> **Prompt**: Please give back only the lines below from the one containing "pub fn load_or_default()" to the one containing "fn migrate(mut json: serde_json::Value, from_version: u32)", each repeated word for word, both ends included.

Start of Records for this exercise

use poster_core::visual::{PosterTree, Size};
use tracing::info;

use crate::error::ExportError;
use crate::page::{ExportArtifact, PDF_FILE_NAME, POSTER_PAGE, PageSize, RASTER_SCALE};
use crate::svg::to_svg;

/// Everything a rasterizer needs to draw one poster page.
#[derive(Debug, Clone)]
pub struct RasterJob<'a> {
    pub tree: &'a PosterTree,
    /// The tree serialized by [`to_svg`].
    pub svg: String,
    pub page: PageSize,
    pub scale: f64,
}

impl RasterJob<'_> {
    /// Bitmap size before it is placed on the page.
    pub fn pixel_size(&self) -> Size {
        Size {
            width: self.tree.canvas.width * self.scale,
            height: self.tree.canvas.height * self.scale,
        }
    }
}

/// Draws a poster into a single-page PDF document.
pub trait Rasterizer: Send + Sync {
    fn rasterize(&self, job: &RasterJob<'_>) -> Result<Vec<u8>, ExportError>;
}

/// Prepare the print job for `tree`: a 48×36 inch landscape page drawn at
/// twice the logical resolution.
pub fn pdf_job(tree: &PosterTree) -> RasterJob<'_> {
    RasterJob {
        tree,
        svg: to_svg(tree),
        page: POSTER_PAGE,
        scale: RASTER_SCALE,
    }
}

/// Rasterize `tree` into `science-poster.pdf`.
pub fn export_pdf(
    tree: &PosterTree,
    rasterizer: &dyn Rasterizer,
) -> Result<ExportArtifact, ExportError> {
    let job = pdf_job(tree);
    let bytes = rasterizer.rasterize(&job)?;
    info!(
        layout = %tree.layout,
        theme = tree.theme_id,
        bytes = bytes.len(),
        "exported PDF"
    );
    Ok(ExportArtifact {
        file_name: PDF_FILE_NAME.to_string(),
        bytes,
    })
}
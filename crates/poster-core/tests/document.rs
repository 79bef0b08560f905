use poster_core::models::chart::{Chart, ChartKind, DataPoint};
use poster_core::models::document::{PosterDocument, TextField};
use poster_core::models::generation::GeneratedContent;

#[test]
fn initial_document_has_starter_content() {
    let doc = PosterDocument::initial();
    assert_eq!(doc.title, "PROJECT TITLE GOES HERE");

    let chart = doc.chart.expect("initial document has a chart");
    assert_eq!(chart.kind, ChartKind::Bar);
    let values: Vec<f64> = chart.data.iter().map(|p| p.value).collect();
    assert_eq!(values, vec![15.0, 45.0, 32.0, 88.0]);
    assert_eq!(chart.data[0].label, "Control");
}

#[test]
fn references_are_two_lines() {
    let doc = PosterDocument::initial();
    assert_eq!(doc.references.split('\n').count(), 2);
    assert!(doc.references.starts_with("1. Author A."));
}

#[test]
fn blank_document_has_empty_fields_and_no_chart() {
    let doc = PosterDocument::blank();
    for field in TextField::ALL {
        assert_eq!(doc.field(field), "", "{field} should be empty");
    }
    assert!(doc.chart.is_none());
}

#[test]
fn field_mut_writes_through() {
    let mut doc = PosterDocument::blank();
    *doc.field_mut(TextField::ContactEmail) = "a@b.org".to_string();
    assert_eq!(doc.contact_email, "a@b.org");
    assert_eq!(doc.field(TextField::ContactEmail), "a@b.org");
}

#[test]
fn text_field_keys_round_trip() {
    for field in TextField::ALL {
        let parsed: TextField = field.key().parse().unwrap();
        assert_eq!(parsed, field);
    }
    assert!("resultsChart".parse::<TextField>().is_err());
}

#[test]
fn document_serializes_with_original_keys() {
    let doc = PosterDocument::initial();
    let json = serde_json::to_value(&doc).unwrap();
    assert!(json.get("abstract").is_some());
    assert!(json.get("contactName").is_some());
    assert_eq!(json["resultsChart"]["type"], "bar");
    assert_eq!(json["resultsChart"]["xAxisLabel"], "Test Groups");

    let back: PosterDocument = serde_json::from_value(json).unwrap();
    assert_eq!(back, doc);
}

#[test]
fn merge_overwrites_only_generated_fields() {
    let mut doc = PosterDocument::initial();
    let generated: GeneratedContent = serde_json::from_str(
        r#"{"title": "Soil pH and Radish Growth", "abstract": "We grew radishes."}"#,
    )
    .unwrap();

    doc.merge(generated);

    assert_eq!(doc.title, "Soil pH and Radish Growth");
    assert_eq!(doc.abstract_text, "We grew radishes.");
    assert_eq!(doc.contact_name, "Your Name");
    assert_eq!(doc.chart, PosterDocument::initial().chart);
}

#[test]
fn merge_replaces_chart_with_complete_visual() {
    let mut doc = PosterDocument::blank();
    let generated: GeneratedContent = serde_json::from_str(
        r#"{
            "title": "T",
            "resultsVisual": {
                "type": "line",
                "title": "Growth",
                "xAxisLabel": "Day",
                "yAxisLabel": "cm",
                "data": [{"label": "1", "value": 0.5}, {"label": "2", "value": 1.25}]
            }
        }"#,
    )
    .unwrap();

    doc.merge(generated);

    let chart = doc.chart.unwrap();
    assert_eq!(chart.kind, ChartKind::Line);
    assert_eq!(chart.data.len(), 2);
    assert_eq!(chart.y_axis_label, "cm");
}

#[test]
fn merge_keeps_chart_when_visual_is_unusable() {
    let mut doc = PosterDocument::initial();
    let before = doc.chart.clone();
    let generated: GeneratedContent = serde_json::from_str(
        r#"{"resultsVisual": {"type": "scatter", "title": "x", "data": [{"label": "a", "value": 1}]}}"#,
    )
    .unwrap();

    doc.merge(generated);
    assert_eq!(doc.chart, before);
}

#[test]
fn starter_chart_matches_editor_default() {
    let chart = Chart::starter();
    assert_eq!(chart.title, "Analysis Results");
    assert_eq!(
        chart.data,
        vec![DataPoint::new("A", 10.0), DataPoint::new("B", 20.0)]
    );
    assert!(!chart.is_empty());
}
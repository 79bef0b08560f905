use poster_core::models::theme::{Motif, Theme};

/// Which header motif each theme draws. Themes not listed get none.
pub const MOTIFS: &[(&str, Motif)] = &[
    ("eco", Motif::CurvedLeaf),
    ("ocean", Motif::Wave),
    ("slate", Motif::ConcentricCircles),
    ("minimal", Motif::ConcentricCircles),
    ("ice", Motif::ConcentricCircles),
    ("crimson", Motif::DiamondGrid),
    ("brick", Motif::DiamondGrid),
    ("nature", Motif::LeafSilhouette),
];

pub fn motif_for_id(theme_id: &str) -> Option<Motif> {
    MOTIFS
        .iter()
        .find(|(id, _)| *id == theme_id)
        .map(|(_, motif)| *motif)
}

pub fn motif_for(theme: &Theme) -> Option<Motif> {
    motif_for_id(theme.id)
}
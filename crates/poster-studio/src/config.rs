use std::path::{Path, PathBuf};

use poster_core::models::layout::LayoutId;
use serde::{Deserialize, Serialize};

use crate::preview::clamp_zoom;

/// Current config version. Bump this when adding fields or changing shape.
/// Each bump requires a corresponding entry in [`migrate`].
const CURRENT_VERSION: u32 = 1;

const CONFIG_FILE: &str = "config.json";
pub const DEFAULT_REGION: &str = "us-east-1";
pub const DEFAULT_MODEL_ID: &str = "us.anthropic.claude-sonnet-4-6";
pub const DEFAULT_ZOOM: f64 = 0.15;

#[derive(Debug, Clone, PartialEq, Serialize, Deserialize)]
pub struct StudioConfig {
    /// Schema version. Missing or 0 = pre-versioned config.
    #[serde(default)]
    pub config_version: u32,
    pub region: String,
    /// Bedrock model or inference profile id used for generation.
    pub model_id: String,
    pub credentials: CredentialSource,
    /// Added in v1.
    pub default_theme: String,
    /// Added in v1.
    pub default_layout: LayoutId,
    /// Added in v1.
    pub preview_zoom: f64,
    #[serde(default)]
    pub json_logs: bool,
    pub created_at: jiff::Timestamp,
}

impl Default for StudioConfig {
    fn default() -> Self {
        Self {
            config_version: CURRENT_VERSION,
            region: DEFAULT_REGION.to_string(),
            model_id: DEFAULT_MODEL_ID.to_string(),
            credentials: CredentialSource::DefaultChain,
            default_theme: poster_themes::default_theme().id.to_string(),
            default_layout: LayoutId::default(),
            preview_zoom: DEFAULT_ZOOM,
            json_logs: false,
            created_at: jiff::Timestamp::now(),
        }
    }
}

#[derive(Debug, Clone, PartialEq, Eq, Serialize, Deserialize)]
#[serde(tag = "type", rename_all = "snake_case")]
pub enum CredentialSource {
    Inline {
        access_key_id: String,
        secret_access_key: String,
        #[serde(skip_serializing_if = "Option::is_none", default)]
        session_token: Option<String>,
    },
    Profile {
        profile_name: String,
    },
    DefaultChain,
}

/// Redacted config info, safe to print or log.
#[derive(Debug, Clone, PartialEq, Serialize, Deserialize)]
pub struct ConfigInfo {
    pub region: String,
    pub model_id: String,
    pub default_theme: String,
    pub default_layout: String,
    pub preview_zoom: f64,
    pub created_at: String,
    pub credential_type: String,
    pub profile_name: Option<String>,
    pub access_key_hint: Option<String>,
}

pub fn config_dir() -> eyre::Result<PathBuf> {
    let base = dirs::config_dir().ok_or_else(|| eyre::eyre!("no config directory found"))?;
    Ok(base.join("poster-studio"))
}

pub fn has_config() -> bool {
    config_dir()
        .map(|dir| dir.join(CONFIG_FILE).exists())
        .unwrap_or(false)
}

/// Load the config from the platform config directory, or defaults when
/// none has been saved yet.
pub fn load_or_default() -> eyre::Result<StudioConfig> {
    if has_config() {
        load_config_from(&config_dir()?)
    } else {
        Ok(StudioConfig::default())
    }
}

pub fn load_config_from(dir: &Path) -> eyre::Result<StudioConfig> {
    let path = dir.join(CONFIG_FILE);
    let contents = std::fs::read_to_string(&path)
        .map_err(|e| eyre::eyre!("failed to read config at {}: {e}", path.display()))?;

    // Parse as raw JSON so we can run migrations before deserializing.
    let json: serde_json::Value = serde_json::from_str(&contents)?;
    let on_disk_version = json
        .get("config_version")
        .and_then(|v| v.as_u64())
        .unwrap_or(0) as u32;

    let migrated = migrate(json, on_disk_version)?;
    let mut config: StudioConfig = serde_json::from_value(migrated)?;
    config.preview_zoom = clamp_zoom(config.preview_zoom);
    Ok(config)
}

/// Run sequential migrations from `from_version` up to [`CURRENT_VERSION`].
///
/// Each migration is a pure transform on the raw JSON value.
fn migrate(mut json: serde_json::Value, from_version: u32) -> eyre::Result<serde_json::Value> {
    if from_version > CURRENT_VERSION {
        return Err(eyre::eyre!(
            "config_version {from_version} is newer than this build supports ({CURRENT_VERSION}). \
             Please update poster-studio."
        ));
    }

    // v0 → v1: add the preview settings
    if from_version < 1 {
        let obj = json
            .as_object_mut()
            .ok_or_else(|| eyre::eyre!("config is not a JSON object"))?;
        obj.entry("default_theme").or_insert(serde_json::Value::String(
            poster_themes::default_theme().id.to_string(),
        ));
        obj.entry("default_layout").or_insert(serde_json::Value::String(
            LayoutId::default().as_str().to_string(),
        ));
        obj.entry("preview_zoom").or_insert(serde_json::json!(DEFAULT_ZOOM));
        obj.insert(
            "config_version".to_string(),
            serde_json::Value::Number(1.into()),
        );
        tracing::info!("migrated config v0 → v1 (added preview settings)");
    }

    Ok(json)
}

pub fn save_config(config: &StudioConfig) -> eyre::Result<PathBuf> {
    save_config_to(&config_dir()?, config)
}

pub fn save_config_to(dir: &Path, config: &StudioConfig) -> eyre::Result<PathBuf> {
    std::fs::create_dir_all(dir)?;

    // Always write the current version, regardless of what was loaded.
    let mut stamped = config.clone();
    stamped.config_version = CURRENT_VERSION;
    stamped.preview_zoom = clamp_zoom(stamped.preview_zoom);

    let path = dir.join(CONFIG_FILE);
    let json = serde_json::to_string_pretty(&stamped)?;

    // Write to a temp file then rename for atomicity
    let tmp_path = dir.join("config.json.tmp");
    std::fs::write(&tmp_path, json.as_bytes())?;

    // Set restrictive permissions on Unix before renaming
    #[cfg(unix)]
    {
        use std::os::unix::fs::PermissionsExt;
        std::fs::set_permissions(&tmp_path, std::fs::Permissions::from_mode(0o600))?;
    }

    std::fs::rename(&tmp_path, &path)?;

    tracing::info!(path = %path.display(), "config saved");
    Ok(path)
}

pub fn delete_config_in(dir: &Path) -> eyre::Result<()> {
    let path = dir.join(CONFIG_FILE);
    if path.exists() {
        std::fs::remove_file(&path)?;
        tracing::info!(path = %path.display(), "config deleted");
    }
    Ok(())
}

pub fn config_info(config: &StudioConfig) -> ConfigInfo {
    let (credential_type, profile_name, access_key_hint) = match &config.credentials {
        CredentialSource::Inline {
            access_key_id,
            session_token,
            ..
        } => {
            let cred_type = if session_token.is_some() {
                "temporary".to_string()
            } else {
                "inline".to_string()
            };
            (cred_type, None, Some(redact_access_key(access_key_id)))
        }
        CredentialSource::Profile { profile_name } => {
            ("profile".to_string(), Some(profile_name.clone()), None)
        }
        CredentialSource::DefaultChain => ("default_chain".to_string(), None, None),
    };

    ConfigInfo {
        region: config.region.clone(),
        model_id: config.model_id.clone(),
        default_theme: config.default_theme.clone(),
        default_layout: config.default_layout.to_string(),
        preview_zoom: config.preview_zoom,
        created_at: config.created_at.to_string(),
        credential_type,
        profile_name,
        access_key_hint,
    }
}

fn redact_access_key(key: &str) -> String {
    if key.len() <= 8 || !key.is_ascii() {
        return "****".to_string();
    }
    let prefix = &key[..4];
    let suffix = &key[key.len() - 4..];
    format!("{prefix}...{suffix}")
}
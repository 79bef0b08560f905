use poster_core::models::document::PosterDocument;
use poster_core::models::theme::Theme;
use poster_core::visual::{
    BlockKind, BlockStyle, Border, Extent, Placement, SectionRole, Sides, VisualBlock,
};

use super::body;
use crate::constants::{AMBER, CANVAS, EMERALD, INDIGO, ROSE, SLATE, Tint, grid_unit, span_width};
use crate::sections::{
    banded_panel, chart_section, column, edge_panel, filled_section, section,
};

const PADDING: f64 = 48.0;
const GAP: f64 = 32.0;
pub const ABSTRACT_HEIGHT: f64 = 500.0;
pub const METHODOLOGY_HEIGHT: f64 = 1400.0;
pub const DISCUSSION_HEIGHT: f64 = 800.0;

/// Colour-coded panels on a four-column grid with a double-width centre.
pub fn arrange(doc: &PosterDocument, theme: &Theme) -> VisualBlock {
    let unit = grid_unit(CANVAS.width, PADDING, GAP, 4);

    let methodology = topped_panel(SLATE, Extent::Fixed(METHODOLOGY_HEIGHT)).with_children(vec![
        banded_panel(theme, SectionRole::Methods, "Methodology", &doc.methods, SLATE),
        VisualBlock::new(BlockKind::Region, Placement::fill())
            .styled(BlockStyle::default().padding(32.0))
            .with_children(vec![chart_section(doc, theme, Extent::Fill)]),
    ]);
    let results = topped_panel(INDIGO, Extent::Fill).with_children(vec![banded_panel(
        theme,
        SectionRole::Results,
        "Results",
        &doc.results,
        INDIGO,
    )]);

    body(
        PADDING,
        GAP,
        vec![
            column(
                unit,
                GAP,
                vec![
                    edge_panel(
                        theme,
                        SectionRole::Abstract,
                        "Abstract",
                        &doc.abstract_text,
                        ROSE,
                        Extent::Fixed(ABSTRACT_HEIGHT),
                    ),
                    filled_section(theme, SectionRole::Introduction, "Introduction", &doc.introduction),
                ],
            ),
            column(span_width(unit, GAP, 2), GAP, vec![methodology, results]),
            column(
                unit,
                GAP,
                vec![
                    edge_panel(
                        theme,
                        SectionRole::Conclusions,
                        "Conclusion",
                        &doc.conclusions,
                        EMERALD,
                        Extent::Fill,
                    ),
                    edge_panel(
                        theme,
                        SectionRole::Discussion,
                        "Discussion",
                        &doc.discussion,
                        AMBER,
                        Extent::Fixed(DISCUSSION_HEIGHT),
                    ),
                    section(theme, SectionRole::References, "References", &doc.references),
                ],
            ),
        ],
    )
}

fn topped_panel(tint: Tint, height: Extent) -> VisualBlock {
    VisualBlock::new(
        BlockKind::Region,
        Placement::Flow {
            width: Extent::Fill,
            height,
        },
    )
    .styled(
        BlockStyle::default()
            .background(tint.fill)
            .border(Border::side(Sides::Top, tint.edge, 8.0))
            .radius(12.0),
    )
}
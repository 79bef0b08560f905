//! Building blocks shared by the arrangements: text sections in their
//! several styles, the chart cell and flow containers.

use poster_core::color::Color;
use poster_core::models::document::PosterDocument;
use poster_core::models::theme::Theme;
use poster_core::visual::{
    Band, BlockKind, BlockStyle, Border, Extent, FontWeight, Placement, SectionRole, Sides,
    TextAlign, TextRun, TextStyle, VisualBlock,
};

use crate::chart::render_chart;
use crate::constants::{FIGURE_CAPTION, Tint};

/// Split on line breaks only. An empty field is one empty paragraph.
pub fn paragraphs(text: &str) -> Vec<String> {
    text.split('\n').map(str::to_string).collect()
}

fn text_section(
    role: SectionRole,
    heading: Option<TextRun>,
    heading_band: Option<Band>,
    paragraphs: Vec<String>,
    body: TextStyle,
) -> VisualBlock {
    VisualBlock::new(
        BlockKind::TextSection {
            role,
            heading,
            heading_band,
            paragraphs,
            body,
        },
        Placement::auto(),
    )
}

/// The default section: a tinted heading band over a white body with a
/// left rule. References use a smaller body size.
pub fn section(theme: &Theme, role: SectionRole, title: &str, text: &str) -> VisualBlock {
    let heading = TextStyle::new(theme.fonts.heading, 40.0, theme.colors.primary)
        .weight(FontWeight::Black)
        .align(TextAlign::Center)
        .uppercase();
    let body_size = if role == SectionRole::References {
        24.0
    } else {
        28.0
    };
    let body = TextStyle::new(theme.fonts.body, body_size, theme.colors.text)
        .align(TextAlign::Justify);

    text_section(
        role,
        Some(TextRun::new(title, heading)),
        Some(Band {
            background: Some(theme.colors.secondary),
            border: Some(Border::side(Sides::Bottom, theme.colors.primary, 4.0)),
            padding: 8.0,
        }),
        paragraphs(text),
        body,
    )
    .styled(
        BlockStyle::default()
            .background(Color::WHITE)
            .border(Border::side(Sides::Left, theme.colors.secondary, 4.0))
            .radius(2.0)
            .padding(24.0)
            .gap(16.0),
    )
}

/// Solid primary heading over a faint primary wash.
pub fn filled_section(theme: &Theme, role: SectionRole, title: &str, text: &str) -> VisualBlock {
    let heading = TextStyle::new(theme.fonts.heading, 32.0, Color::WHITE)
        .weight(FontWeight::Bold)
        .uppercase();
    let body = TextStyle::new(theme.fonts.body, 24.0, theme.colors.text).align(TextAlign::Justify);

    let mut block = text_section(
        role,
        Some(TextRun::new(title, heading)),
        Some(Band {
            background: Some(theme.colors.primary),
            border: None,
            padding: 16.0,
        }),
        paragraphs(text),
        body,
    )
    .styled(
        BlockStyle::default()
            .background(theme.colors.primary.with_alpha(0x15 as f64 / 255.0))
            .radius(12.0)
            .padding(24.0),
    );
    block.placement = Placement::fill();
    block
}

/// A section on the dark sidebar: translucent boxed heading, light text.
pub fn sidebar_section(
    theme: &Theme,
    role: SectionRole,
    title: &str,
    paragraphs: Vec<String>,
    align: TextAlign,
) -> VisualBlock {
    let ink = theme.colors.sidebar_text;
    let heading = TextStyle::new(theme.fonts.heading, 50.0, ink)
        .weight(FontWeight::Bold)
        .align(TextAlign::Center)
        .uppercase();
    let body = TextStyle::new(theme.fonts.body, 32.0, ink).align(align);

    text_section(
        role,
        Some(TextRun::new(title, heading)),
        Some(Band {
            background: Some(Color::WHITE.with_alpha(0.1)),
            border: Some(Border::all(Color::WHITE.with_alpha(0.2), 2.0)),
            padding: 16.0,
        }),
        paragraphs,
        body,
    )
    .styled(BlockStyle::default().gap(16.0))
}

/// Light panel with a thick tinted left edge and no heading band.
pub fn edge_panel(
    theme: &Theme,
    role: SectionRole,
    title: &str,
    text: &str,
    tint: Tint,
    height: Extent,
) -> VisualBlock {
    let heading = TextStyle::new(theme.fonts.heading, 40.0, tint.ink).weight(FontWeight::Bold);
    let body = TextStyle::new(theme.fonts.body, 24.0, theme.colors.text);

    let mut block = text_section(
        role,
        Some(TextRun::new(title, heading)),
        None,
        paragraphs(text),
        body,
    )
    .styled(
        BlockStyle::default()
            .background(tint.fill)
            .border(Border::side(Sides::Left, tint.edge, 8.0))
            .radius(12.0)
            .padding(32.0)
            .gap(16.0),
    );
    block.placement = Placement::Flow {
        width: Extent::Fill,
        height,
    };
    block
}

/// Tinted band heading over a tinted body, topped by a thick rule.
pub fn banded_panel(
    theme: &Theme,
    role: SectionRole,
    title: &str,
    text: &str,
    tint: Tint,
) -> VisualBlock {
    let heading = TextStyle::new(theme.fonts.heading, 32.0, tint.ink)
        .weight(FontWeight::Bold)
        .uppercase();
    let body = TextStyle::new(theme.fonts.body, 26.0, theme.colors.text);

    text_section(
        role,
        Some(TextRun::new(title, heading)),
        Some(Band {
            background: Some(tint.band),
            border: None,
            padding: 16.0,
        }),
        paragraphs(text),
        body,
    )
    .styled(BlockStyle::default().padding(32.0))
}

/// Contact details as three lines: name, organisation, email.
pub fn contact_lines(doc: &PosterDocument) -> Vec<String> {
    vec![
        doc.contact_name.clone(),
        doc.contact_org.clone(),
        doc.contact_email.clone(),
    ]
}

/// The chart cell: framed chart (or a no-chart placeholder) plus caption.
pub fn chart_section(doc: &PosterDocument, theme: &Theme, height: Extent) -> VisualBlock {
    let content = match &doc.chart {
        Some(chart) => render_chart(chart, theme),
        None => no_chart_placeholder(theme),
    };

    let frame = VisualBlock::new(BlockKind::Frame, Placement::fill())
        .styled(
            BlockStyle::default()
                .background(Color::WHITE)
                .border(Border::all(Color::GRAY_200, 2.0))
                .radius(2.0)
                .padding(16.0)
                .gap(16.0),
        )
        .with_children(vec![content]);

    let caption = VisualBlock::new(
        BlockKind::Caption(TextRun::new(
            FIGURE_CAPTION,
            TextStyle::new(theme.fonts.body, 24.0, theme.colors.text.with_alpha(0.7))
                .align(TextAlign::Center)
                .italic(),
        )),
        Placement::auto(),
    );

    VisualBlock::new(
        BlockKind::Column,
        Placement::Flow {
            width: Extent::Fill,
            height,
        },
    )
    .styled(BlockStyle::default().gap(8.0))
    .with_children(vec![frame, caption])
}

fn no_chart_placeholder(theme: &Theme) -> VisualBlock {
    let ink = Color::GRAY_400;
    VisualBlock::new(
        BlockKind::Placeholder {
            lines: vec![
                TextRun::new(
                    "No Chart Data",
                    TextStyle::new(theme.fonts.body, 30.0, ink)
                        .weight(FontWeight::Bold)
                        .align(TextAlign::Center),
                ),
                TextRun::new(
                    "Add chart data in the Editor",
                    TextStyle::new(theme.fonts.body, 24.0, ink)
                        .align(TextAlign::Center)
                        .italic(),
                ),
            ],
        },
        Placement::fill(),
    )
    .styled(BlockStyle::default().background(Color::GRAY_50).gap(8.0))
}

/// A vertical stack `width` wide.
pub fn column(width: f64, gap: f64, children: Vec<VisualBlock>) -> VisualBlock {
    VisualBlock::new(BlockKind::Column, Placement::fixed_width(width))
        .styled(BlockStyle::default().gap(gap))
        .with_children(children)
}

/// Empty block that absorbs leftover height, pushing later siblings down.
pub fn spacer() -> VisualBlock {
    VisualBlock::new(BlockKind::Region, Placement::fill())
}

End of Records for this exercise

> **Exercise answer**:
pub fn load_or_default() -> eyre::Result<StudioConfig> {
    if has_config() {
        load_config_from(&config_dir()?)
    } else {
        Ok(StudioConfig::default())
    }
}

pub fn load_config_from(dir: &Path) -> eyre::Result<StudioConfig> {
    let path = dir.join(CONFIG_FILE);
    let contents = std::fs::read_to_string(&path)
        .map_err(|e| eyre::eyre!("failed to read config at {}: {e}", path.display()))?;

    // Parse as raw JSON so we can run migrations before deserializing.
    let json: serde_json::Value = serde_json::from_str(&contents)?;
    let on_disk_version = json
        .get("config_version")
        .and_then(|v| v.as_u64())
        .unwrap_or(0) as u32;

    let migrated = migrate(json, on_disk_version)?;
    let mut config: StudioConfig = serde_json::from_value(migrated)?;
    config.preview_zoom = clamp_zoom(config.preview_zoom);
    Ok(config)
}

/// Run sequential migrations from `from_version` up to [`CURRENT_VERSION`].
///
/// Each migration is a pure transform on the raw JSON value.
fn migrate(mut json: serde_json::Value, from_version: u32) -> eyre::Result<serde_json::Value> {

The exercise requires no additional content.